• _DESCRIPTION OF THE TASK_: All entries below are to be reproduced exactly.

• _INFORMATION GIVEN_:
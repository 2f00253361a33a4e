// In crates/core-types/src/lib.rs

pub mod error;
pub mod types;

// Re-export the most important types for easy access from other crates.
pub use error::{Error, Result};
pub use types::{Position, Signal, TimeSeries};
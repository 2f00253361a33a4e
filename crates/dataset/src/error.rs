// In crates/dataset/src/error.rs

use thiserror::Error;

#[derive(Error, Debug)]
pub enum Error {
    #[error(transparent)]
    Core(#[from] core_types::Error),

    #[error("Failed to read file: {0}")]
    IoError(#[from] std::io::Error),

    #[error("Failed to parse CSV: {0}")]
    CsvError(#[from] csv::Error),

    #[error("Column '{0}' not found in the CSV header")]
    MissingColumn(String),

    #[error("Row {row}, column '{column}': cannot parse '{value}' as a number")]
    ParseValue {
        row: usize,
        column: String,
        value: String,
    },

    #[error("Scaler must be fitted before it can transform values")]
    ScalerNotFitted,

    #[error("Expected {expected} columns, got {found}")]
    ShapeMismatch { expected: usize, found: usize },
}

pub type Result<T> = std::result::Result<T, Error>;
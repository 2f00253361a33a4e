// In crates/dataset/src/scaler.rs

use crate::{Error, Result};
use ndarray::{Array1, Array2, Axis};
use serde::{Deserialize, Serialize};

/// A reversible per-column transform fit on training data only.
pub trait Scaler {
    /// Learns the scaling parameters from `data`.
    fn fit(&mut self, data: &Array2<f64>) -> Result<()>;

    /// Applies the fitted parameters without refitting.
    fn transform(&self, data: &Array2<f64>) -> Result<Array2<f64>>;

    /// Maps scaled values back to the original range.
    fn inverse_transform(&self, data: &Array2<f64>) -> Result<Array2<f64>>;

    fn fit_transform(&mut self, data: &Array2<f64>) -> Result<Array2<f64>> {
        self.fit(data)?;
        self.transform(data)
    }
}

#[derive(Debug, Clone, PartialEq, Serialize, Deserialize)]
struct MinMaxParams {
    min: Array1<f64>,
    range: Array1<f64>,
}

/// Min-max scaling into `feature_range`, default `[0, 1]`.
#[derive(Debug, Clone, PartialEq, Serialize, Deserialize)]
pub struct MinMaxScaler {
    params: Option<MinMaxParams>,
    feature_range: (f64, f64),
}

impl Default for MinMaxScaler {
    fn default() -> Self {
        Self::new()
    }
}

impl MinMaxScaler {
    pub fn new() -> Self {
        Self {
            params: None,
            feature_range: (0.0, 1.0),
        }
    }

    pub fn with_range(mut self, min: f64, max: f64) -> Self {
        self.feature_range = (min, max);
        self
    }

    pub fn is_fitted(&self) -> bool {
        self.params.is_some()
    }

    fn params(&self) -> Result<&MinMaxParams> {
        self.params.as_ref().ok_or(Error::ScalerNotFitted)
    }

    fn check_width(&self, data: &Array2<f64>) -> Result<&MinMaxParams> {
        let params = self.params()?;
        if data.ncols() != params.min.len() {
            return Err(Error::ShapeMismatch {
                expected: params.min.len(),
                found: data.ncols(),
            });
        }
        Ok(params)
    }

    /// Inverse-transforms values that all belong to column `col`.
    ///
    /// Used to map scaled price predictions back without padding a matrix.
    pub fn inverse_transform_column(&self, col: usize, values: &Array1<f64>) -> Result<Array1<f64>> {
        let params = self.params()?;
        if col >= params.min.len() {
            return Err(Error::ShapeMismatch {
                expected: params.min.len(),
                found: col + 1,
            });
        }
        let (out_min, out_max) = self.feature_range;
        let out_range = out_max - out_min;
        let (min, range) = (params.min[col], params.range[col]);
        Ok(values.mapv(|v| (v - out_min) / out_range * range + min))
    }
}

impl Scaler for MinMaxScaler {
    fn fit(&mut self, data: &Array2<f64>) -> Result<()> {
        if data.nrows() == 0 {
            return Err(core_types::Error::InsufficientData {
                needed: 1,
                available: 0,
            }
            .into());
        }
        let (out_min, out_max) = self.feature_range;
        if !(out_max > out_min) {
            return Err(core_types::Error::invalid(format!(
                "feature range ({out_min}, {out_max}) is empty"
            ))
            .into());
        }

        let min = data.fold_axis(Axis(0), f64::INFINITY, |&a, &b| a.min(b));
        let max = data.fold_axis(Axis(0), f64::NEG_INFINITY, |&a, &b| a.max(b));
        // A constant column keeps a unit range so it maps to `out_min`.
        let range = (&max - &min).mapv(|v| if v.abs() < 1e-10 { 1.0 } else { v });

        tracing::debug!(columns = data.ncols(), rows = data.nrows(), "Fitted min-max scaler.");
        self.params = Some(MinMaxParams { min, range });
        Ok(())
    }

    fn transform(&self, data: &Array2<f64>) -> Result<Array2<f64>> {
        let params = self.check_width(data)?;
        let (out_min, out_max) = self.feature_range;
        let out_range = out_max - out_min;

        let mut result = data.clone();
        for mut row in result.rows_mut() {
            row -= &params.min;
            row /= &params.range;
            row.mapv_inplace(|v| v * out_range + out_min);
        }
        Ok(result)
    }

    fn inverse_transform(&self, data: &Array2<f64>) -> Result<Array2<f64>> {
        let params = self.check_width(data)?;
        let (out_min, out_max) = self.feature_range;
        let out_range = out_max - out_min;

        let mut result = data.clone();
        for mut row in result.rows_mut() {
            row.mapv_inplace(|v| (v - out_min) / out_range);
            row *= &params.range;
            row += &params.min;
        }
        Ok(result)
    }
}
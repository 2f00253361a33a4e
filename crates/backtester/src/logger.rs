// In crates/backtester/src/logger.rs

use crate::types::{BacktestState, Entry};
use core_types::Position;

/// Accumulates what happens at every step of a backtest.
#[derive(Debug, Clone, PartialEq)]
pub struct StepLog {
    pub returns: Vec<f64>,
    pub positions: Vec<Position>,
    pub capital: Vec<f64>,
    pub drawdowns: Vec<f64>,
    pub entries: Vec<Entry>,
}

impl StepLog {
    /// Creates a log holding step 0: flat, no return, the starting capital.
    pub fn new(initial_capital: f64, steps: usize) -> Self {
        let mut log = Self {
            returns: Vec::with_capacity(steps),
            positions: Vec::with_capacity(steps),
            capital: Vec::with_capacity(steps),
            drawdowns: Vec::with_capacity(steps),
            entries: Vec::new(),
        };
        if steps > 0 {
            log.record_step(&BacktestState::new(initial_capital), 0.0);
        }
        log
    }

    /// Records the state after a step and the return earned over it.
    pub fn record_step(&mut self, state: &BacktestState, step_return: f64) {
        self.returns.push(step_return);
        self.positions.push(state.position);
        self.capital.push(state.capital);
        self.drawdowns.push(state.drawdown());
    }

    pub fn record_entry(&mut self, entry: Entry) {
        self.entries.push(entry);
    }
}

• _EXERCISE ANSWER_:
repository 2f00253361a33a4e
// In crates/core-types/src/lib.rs

pub mod error;
pub mod types;

// Re-export the most important types for easy access from other crates.
pub use error::{Error, Result};
pub use types::{Position, Signal, TimeSeries};
repository 2f00253361a33a4e
filename crates/dataset/src/error.rs
// In crates/dataset/src/error.rs

use thiserror::Error;

#[derive(Error, Debug)]
pub enum Error {
    #[error(transparent)]
    Core(#[from] core_types::Error),

    #[error("Failed to read file: {0}")]
    IoError(#[from] std::io::Error),

    #[error("Failed to parse CSV: {0}")]
    CsvError(#[from] csv::Error),

    #[error("Column '{0}' not found in the CSV header")]
    MissingColumn(String),

    #[error("Row {row}, column '{column}': cannot parse '{value}' as a number")]
    ParseValue {
        row: usize,
        column: String,
        value: String,
    },

    #[error("Scaler must be fitted before it can transform values")]
    ScalerNotFitted,

    #[error("Expected {expected} columns, got {found}")]
    ShapeMismatch { expected: usize, found: usize },
}

pub type Result<T> = std::result::Result<T, Error>;
repository 2f00253361a33a4e
// In crates/dataset/src/scaler.rs

use crate::{Error, Result};
use ndarray::{Array1, Array2, Axis};
use serde::{Deserialize, Serialize};

/// A reversible per-column transform fit on training data only.
pub trait Scaler {
    /// Learns the scaling parameters from `data`.
    fn fit(&mut self, data: &Array2<f64>) -> Result<()>;

    /// Applies the fitted parameters without refitting.
    fn transform(&self, data: &Array2<f64>) -> Result<Array2<f64>>;

    /// Maps scaled values back to the original range.
    fn inverse_transform(&self, data: &Array2<f64>) -> Result<Array2<f64>>;

    fn fit_transform(&mut self, data: &Array2<f64>) -> Result<Array2<f64>> {
        self.fit(data)?;
        self.transform(data)
    }
}

#[derive(Debug, Clone, PartialEq, Serialize, Deserialize)]
struct MinMaxParams {
    min: Array1<f64>,
    range: Array1<f64>,
}

/// Min-max scaling into `feature_range`, default `[0, 1]`.
#[derive(Debug, Clone, PartialEq, Serialize, Deserialize)]
pub struct MinMaxScaler {
    params: Option<MinMaxParams>,
    feature_range: (f64, f64),
}

impl Default for MinMaxScaler {
    fn default() -> Self {
        Self::new()
    }
}

impl MinMaxScaler {
    pub fn new() -> Self {
        Self {
            params: None,
            feature_range: (0.0, 1.0),
        }
    }

    pub fn with_range(mut self, min: f64, max: f64) -> Self {
        self.feature_range = (min, max);
        self
    }

    pub fn is_fitted(&self) -> bool {
        self.params.is_some()
    }

    fn params(&self) -> Result<&MinMaxParams> {
        self.params.as_ref().ok_or(Error::ScalerNotFitted)
    }

    fn check_width(&self, data: &Array2<f64>) -> Result<&MinMaxParams> {
        let params = self.params()?;
        if data.ncols() != params.min.len() {
            return Err(Error::ShapeMismatch {
                expected: params.min.len(),
                found: data.ncols(),
            });
        }
        Ok(params)
    }

    /// Inverse-transforms values that all belong to column `col`.
    ///
    /// Used to map scaled price predictions back without padding a matrix.
    pub fn inverse_transform_column(&self, col: usize, values: &Array1<f64>) -> Result<Array1<f64>> {
        let params = self.params()?;
        if col >= params.min.len() {
            return Err(Error::ShapeMismatch {
                expected: params.min.len(),
                found: col + 1,
            });
        }
        let (out_min, out_max) = self.feature_range;
        let out_range = out_max - out_min;
        let (min, range) = (params.min[col], params.range[col]);
        Ok(values.mapv(|v| (v - out_min) / out_range * range + min))
    }
}

impl Scaler for MinMaxScaler {
    fn fit(&mut self, data: &Array2<f64>) -> Result<()> {
        if data.nrows() == 0 {
            return Err(core_types::Error::InsufficientData {
                needed: 1,
                available: 0,
            }
            .into());
        }
        let (out_min, out_max) = self.feature_range;
        if !(out_max > out_min) {
            return Err(core_types::Error::invalid(format!(
                "feature range ({out_min}, {out_max}) is empty"
            ))
            .into());
        }

        let min = data.fold_axis(Axis(0), f64::INFINITY, |&a, &b| a.min(b));
        let max = data.fold_axis(Axis(0), f64::NEG_INFINITY, |&a, &b| a.max(b));
        // A constant column keeps a unit range so it maps to `out_min`.
        let range = (&max - &min).mapv(|v| if v.abs() < 1e-10 { 1.0 } else { v });

        tracing::debug!(columns = data.ncols(), rows = data.nrows(), "Fitted min-max scaler.");
        self.params = Some(MinMaxParams { min, range });
        Ok(())
    }

    fn transform(&self, data: &Array2<f64>) -> Result<Array2<f64>> {
        let params = self.check_width(data)?;
        let (out_min, out_max) = self.feature_range;
        let out_range = out_max - out_min;

        let mut result = data.clone();
        for mut row in result.rows_mut() {
            row -= &params.min;
            row /= &params.range;
            row.mapv_inplace(|v| v * out_range + out_min);
        }
        Ok(result)
    }

    fn inverse_transform(&self, data: &Array2<f64>) -> Result<Array2<f64>> {
        let params = self.check_width(data)?;
        let (out_min, out_max) = self.feature_range;
        let out_range = out_max - out_min;

        let mut result = data.clone();
        for mut row in result.rows_mut() {
            row.mapv_inplace(|v| (v - out_min) / out_range);
            row *= &params.range;
            row += &params.min;
        }
        Ok(result)
    }
}
repository 2f00253361a33a4e
filename crates/backtester/src/logger.rs
// In crates/backtester/src/logger.rs

use crate::types::{BacktestState, Entry};
use core_types::Position;

/// Accumulates what happens at every step of a backtest.
#[derive(Debug, Clone, PartialEq)]
pub struct StepLog {
    pub returns: Vec<f64>,
    pub positions: Vec<Position>,
    pub capital: Vec<f64>,
    pub drawdowns: Vec<f64>,
    pub entries: Vec<Entry>,
}

impl StepLog {
    /// Creates a log holding step 0: flat, no return, the starting capital.
    pub fn new(initial_capital: f64, steps: usize) -> Self {
        let mut log = Self {
            returns: Vec::with_capacity(steps),
            positions: Vec::with_capacity(steps),
            capital: Vec::with_capacity(steps),
            drawdowns: Vec::with_capacity(steps),
            entries: Vec::new(),
        };
        if steps > 0 {
            log.record_step(&BacktestState::new(initial_capital), 0.0);
        }
        log
    }

    /// Records the state after a step and the return earned over it.
    pub fn record_step(&mut self, state: &BacktestState, step_return: f64) {
        self.returns.push(step_return);
        self.positions.push(state.position);
        self.capital.push(state.capital);
        self.drawdowns.push(state.drawdown());
    }

    pub fn record_entry(&mut self, entry: Entry) {
        self.entries.push(entry);
    }
}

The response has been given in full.